Türk egemenliğinin tesis edilmesi olarak sembolleşen bu tarihsel günlere politik atıf, yeniden yönetilebilir bir düzeyde egemenliğin yeniden üretilmesi Kürt ulusunun başka biçimlerde bağımlılığının devamının sürmesinden başka ne anlama gelebilir. Evet Kürt meselesinde beklenen yeni açılım 2071’e yapılan atıf olmuştur!!!

Bu kodlanmış tarihsel günler Türk şovenizminin yeniden üretilmesi iddiasıdır. Kuşkusuz bir partinin değil devletin egemen sınıflarının merkezi bir politikasıdır. Açıktan Kürtlere verilen mesaj budur.

“Savaş sürüyor!”

Bu gelişmelere karşı Kürt Ulusal Hareketinin ilk ele alışı ve tavrı mücadelenin sertleşeceğine dair emarelerle doludur. Murat Karayılan’ın ANF’ye 4 Ekim 2012’de verdiği beyanatta özellikle Başbakanın yeni bir oyalama taktiği içine girdiği tespiti dikkat çekicidir. Yine BDP’nin muhatap olarak kabul edilmemesi karşısında farklı misyonlarla hareket eden üçayaklı bir muhataplık düzeyinin olduğu, bunun bir ayağının Kandil ve İmralı iken diğer ayağının da BDP olduğu vurgusu Kürt hareketinin süreci ele alışına dair ipuçlarını vermektedir.
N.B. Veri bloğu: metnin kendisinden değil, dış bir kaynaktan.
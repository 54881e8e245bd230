//! Dashboard statistics recomputed from the full set of stored submissions.
//!
//! Aggregation holds no state between calls. Corrupt cells (non-numeric or out
//! of range) are dropped per question so one bad record cannot abort the rest.

use chrono::{DateTime, NaiveDate, Utc};
use serde::Serialize;

use super::questions::{SurveyQuestion, QUESTION_COUNT, SUS_QUESTIONS};
use super::scoring::{round_to, MAX_ANSWER, MIN_ANSWER};
use super::submission::StoredSubmission;

pub const ANSWER_CHOICES: usize = 5;

#[derive(Debug, Clone, Copy, PartialEq, Serialize)]
pub struct ModeSummary {
    pub value: Option<u8>,
    pub count: u32,
    pub percent: f64,
}

impl ModeSummary {
    const EMPTY: Self = Self {
        value: None,
        count: 0,
        percent: 0.0,
    };
}

#[derive(Debug, Clone, PartialEq, Serialize)]
pub struct QuestionStatistics {
    pub index: usize,
    pub label: String,
    /// Number of valid answers that fed the figures below.
    pub responses: u32,
    pub mean: Option<f64>,
    pub std_dev: Option<f64>,
    pub frequency: [u32; ANSWER_CHOICES],
    pub mode: ModeSummary,
}

#[derive(Debug, Clone, PartialEq, Serialize)]
pub struct TrendPoint {
    pub date: NaiveDate,
    pub timestamp: DateTime<Utc>,
    pub score: f64,
}

#[derive(Debug, Clone, PartialEq, Serialize)]
pub struct AggregateStatistics {
    pub submission_count: usize,
    pub labels: Vec<String>,
    pub questions: Vec<QuestionStatistics>,
    /// Question x answer-value counts; row `i` is question `i`'s frequency array.
    pub heatmap: Vec<[u32; ANSWER_CHOICES]>,
    pub score_trend: Vec<TrendPoint>,
}

impl AggregateStatistics {
    pub fn question(&self, index: usize) -> Option<&QuestionStatistics> {
        self.questions.get(index)
    }
}

pub fn aggregate(submissions: &[StoredSubmission]) -> AggregateStatistics {
    let questions: Vec<QuestionStatistics> = SUS_QUESTIONS
        .iter()
        .map(|question| question_statistics(question, submissions))
        .collect();

    let heatmap = questions.iter().map(|stats| stats.frequency).collect();

    AggregateStatistics {
        submission_count: submissions.len(),
        labels: SUS_QUESTIONS.iter().map(SurveyQuestion::label).collect(),
        questions,
        heatmap,
        score_trend: score_trend(submissions),
    }
}

fn question_statistics(
    question: &SurveyQuestion,
    submissions: &[StoredSubmission],
) -> QuestionStatistics {
    let values = valid_answers(submissions, question.index);
    describe(question.index, question.label(), &values)
}

/// Valid answers to one question across all submissions, in submission order.
pub fn valid_answers(submissions: &[StoredSubmission], index: usize) -> Vec<u8> {
    submissions
        .iter()
        .filter_map(|submission| submission.responses.get(index).copied().flatten())
        .filter(|value| (MIN_ANSWER..=MAX_ANSWER).contains(value))
        .filter_map(|value| u8::try_from(value).ok())
        .collect()
}

/// Descriptive statistics for a list of answers already known to be in `[1, 5]`.
fn describe(index: usize, label: String, values: &[u8]) -> QuestionStatistics {
    let mut frequency = [0u32; ANSWER_CHOICES];
    for value in values {
        frequency[usize::from(*value) - 1] += 1;
    }

    if values.is_empty() {
        return QuestionStatistics {
            index,
            label,
            responses: 0,
            mean: None,
            std_dev: None,
            frequency,
            mode: ModeSummary::EMPTY,
        };
    }

    let n = values.len() as f64;
    let mean = values.iter().map(|value| f64::from(*value)).sum::<f64>() / n;
    // Population variance: the stored submissions are the whole population under study.
    let variance = values
        .iter()
        .map(|value| (f64::from(*value) - mean).powi(2))
        .sum::<f64>()
        / n;

    QuestionStatistics {
        index,
        label,
        responses: values.len() as u32,
        mean: Some(round_to(mean, 2)),
        std_dev: Some(round_to(variance.sqrt(), 2)),
        frequency,
        mode: mode(&frequency, values.len()),
    }
}

/// Most frequent answer; ties go to the lowest value.
fn mode(frequency: &[u32; ANSWER_CHOICES], total: usize) -> ModeSummary {
    let (best_index, best_count) = frequency
        .iter()
        .enumerate()
        .fold((0usize, 0u32), |best, (index, count)| {
            if *count > best.1 {
                (index, *count)
            } else {
                best
            }
        });

    if best_count == 0 || total == 0 {
        return ModeSummary::EMPTY;
    }

    ModeSummary {
        value: Some(best_index as u8 + 1),
        count: best_count,
        percent: round_to(100.0 * f64::from(best_count) / total as f64, 1),
    }
}

/// One point per submission, oldest first. Same-day points are kept separately.
fn score_trend(submissions: &[StoredSubmission]) -> Vec<TrendPoint> {
    let mut points: Vec<TrendPoint> = submissions
        .iter()
        .map(|submission| TrendPoint {
            date: submission.timestamp.date_naive(),
            timestamp: submission.timestamp,
            score: submission.score,
        })
        .collect();
    points.sort_by_key(|point| point.timestamp);
    points
}
use std::collections::HashMap;
use std::sync::{Arc, Mutex};

use axum::response::Response;
use chrono::{DateTime, TimeZone, Utc};
use serde_json::Value;

use crate::survey::questions::QUESTION_COUNT;
use crate::survey::repository::{RepositoryError, ResponseRepository};
use crate::survey::submission::{
    answer_field, RawSubmission, ScoredSubmission, StoredSubmission, NICKNAME_FIELD,
};
use crate::survey::{survey_router, SurveyService};

/// Answers that score 100: agree with positive items, disagree with negative ones.
pub(super) const BEST: [&str; QUESTION_COUNT] = ["5", "1", "5", "1", "5", "1", "5", "1", "5", "1"];
/// Answers that score 0.
pub(super) const WORST: [&str; QUESTION_COUNT] = ["1", "5", "1", "5", "1", "5", "1", "5", "1", "5"];
/// Neutral answers that score 50.
pub(super) const NEUTRAL: [&str; QUESTION_COUNT] = ["3"; QUESTION_COUNT];

pub(super) fn raw(nickname: &str, answers: [&str; QUESTION_COUNT]) -> RawSubmission {
    RawSubmission::new(nickname, answers.map(|answer| Some(answer.to_string())))
}

pub(super) fn form(nickname: &str, answers: &[&str]) -> HashMap<String, String> {
    let mut form = HashMap::new();
    form.insert(NICKNAME_FIELD.to_string(), nickname.to_string());
    for (index, answer) in answers.iter().enumerate() {
        form.insert(answer_field(index), answer.to_string());
    }
    form
}

pub(super) fn form_body(nickname: &str, answers: &[&str]) -> String {
    let mut pairs = vec![format!("nickname={nickname}")];
    pairs.extend(
        answers
            .iter()
            .enumerate()
            .map(|(index, answer)| format!("{}={answer}", answer_field(index))),
    );
    pairs.join("&")
}

pub(super) fn at(day: u32, hour: u32) -> DateTime<Utc> {
    Utc.with_ymd_and_hms(2025, 5, day, hour, 0, 0)
        .single()
        .expect("valid timestamp")
}

pub(super) fn build_service() -> (SurveyService<MemoryRepository>, Arc<MemoryRepository>) {
    let repository = Arc::new(MemoryRepository::default());
    let service = SurveyService::new(repository.clone());
    (service, repository)
}

pub(super) fn survey_router_with_service<R>(service: SurveyService<R>) -> axum::Router
where
    R: ResponseRepository + 'static,
{
    survey_router(Arc::new(service))
}

#[derive(Default, Clone)]
pub(super) struct MemoryRepository {
    pub(super) records: Arc<Mutex<Vec<StoredSubmission>>>,
}

impl MemoryRepository {
    pub(super) fn seeded(records: Vec<StoredSubmission>) -> Self {
        Self {
            records: Arc::new(Mutex::new(records)),
        }
    }

    pub(super) fn len(&self) -> usize {
        self.records.lock().expect("repository mutex poisoned").len()
    }
}

impl ResponseRepository for MemoryRepository {
    fn append(&self, record: &ScoredSubmission) -> Result<(), RepositoryError> {
        self.records
            .lock()
            .expect("repository mutex poisoned")
            .push(StoredSubmission::from(record));
        Ok(())
    }

    fn list_all(&self) -> Result<Vec<StoredSubmission>, RepositoryError> {
        Ok(self
            .records
            .lock()
            .expect("repository mutex poisoned")
            .clone())
    }
}

/// Accepts reads but refuses writes, like a full or read-only volume.
pub(super) struct ReadOnlyRepository;

impl ResponseRepository for ReadOnlyRepository {
    fn append(&self, _record: &ScoredSubmission) -> Result<(), RepositoryError> {
        Err(RepositoryError::Unavailable("read only".to_string()))
    }

    fn list_all(&self) -> Result<Vec<StoredSubmission>, RepositoryError> {
        Ok(Vec::new())
    }
}

pub(super) struct UnavailableRepository;

impl ResponseRepository for UnavailableRepository {
    fn append(&self, _record: &ScoredSubmission) -> Result<(), RepositoryError> {
        Err(RepositoryError::Unavailable("disk offline".to_string()))
    }

    fn list_all(&self) -> Result<Vec<StoredSubmission>, RepositoryError> {
        Err(RepositoryError::Unavailable("disk offline".to_string()))
    }
}

pub(super) async fn read_body(response: Response) -> Vec<u8> {
    axum::body::to_bytes(response.into_body(), 64 * 1024)
        .await
        .expect("read body")
        .to_vec()
}

pub(super) async fn read_json_body(response: Response) -> Value {
    let body = read_body(response).await;
    serde_json::from_slice(&body).expect("json payload")
}
use std::io::Write;

use chrono::SecondsFormat;

use super::questions::SUS_QUESTIONS;
use super::submission::StoredSubmission;

/// Column order shared by the results file and spreadsheet exports:
/// nickname, timestamp, score, then the ten answers in question order.
pub fn header() -> Vec<String> {
    let mut columns = vec![
        "nickname".to_string(),
        "timestamp".to_string(),
        "score".to_string(),
    ];
    columns.extend(SUS_QUESTIONS.iter().map(|question| question.label()));
    columns
}

pub fn row(record: &StoredSubmission) -> Vec<String> {
    let mut fields = vec![
        record.nickname.clone(),
        record
            .timestamp
            .to_rfc3339_opts(SecondsFormat::Secs, true),
        format!("{:.1}", record.score),
    ];
    fields.extend((0..SUS_QUESTIONS.len()).map(|index| {
        record
            .responses
            .get(index)
            .copied()
            .flatten()
            .map(|value| value.to_string())
            .unwrap_or_default()
    }));
    fields
}

/// Writes a comma-separated export with a header row.
pub fn write_csv<W: Write>(writer: W, records: &[StoredSubmission]) -> Result<(), csv::Error> {
    let mut csv_writer = csv::WriterBuilder::new()
        .has_headers(false)
        .from_writer(writer);

    csv_writer.write_record(header())?;
    for record in records {
        csv_writer.write_record(row(record))?;
    }
    csv_writer.flush()?;
    Ok(())
}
Ayrıca muhataplık meselesinde çıtayı bir kademe daha yükselttikleri gözlenmektedir. Kandil ve İmralı ile yapılacak görüşmelerin biçimine dair eski tarzı mahkûm ederek yeni ve ileri bir biçimi öne çıkarmaktadır. İmralı’nın statüsünün aynı kalarak bir diyalog ve uzlaşma arayışının mümkün olmadığı ifade edilmektedir.

Karayılan’ın ifadesiyle; “savaş ideolojik, siyasi, kültürel, diplomatik, ekonomik ve silahlı olarak sürdürülüyor”. Bu gerçekçi ve doğru bir belirlemedir. Elbette bu ilk elden yeni durumu karşılayış yaklaşımın nasıl bir politik içeriğe bürüneceği ya da kararlaşma haline gelip gelmeyeceği süreç içinde görülecektir.

Ancak bırakılan yerde olunmadığı, oluşan yeni dengenin yeni kazanımları içerebileceği ifade edilebilir. Bu da mücadelenin masa başında sürmenin ötesinde ilerleyeceği yoğun, sıkı ve karmaşık bir sürecin başlangıcına dair işaretlerin olduğu görülmektedir. Başarılı bir savaş pratiğinin siyasal dengeleri yeniden ve daha farklı bir temele oturtacağına dair sınıf mücadelesinin genel yasası bu bağlamda da kendini göstermiştir, göstermektedir.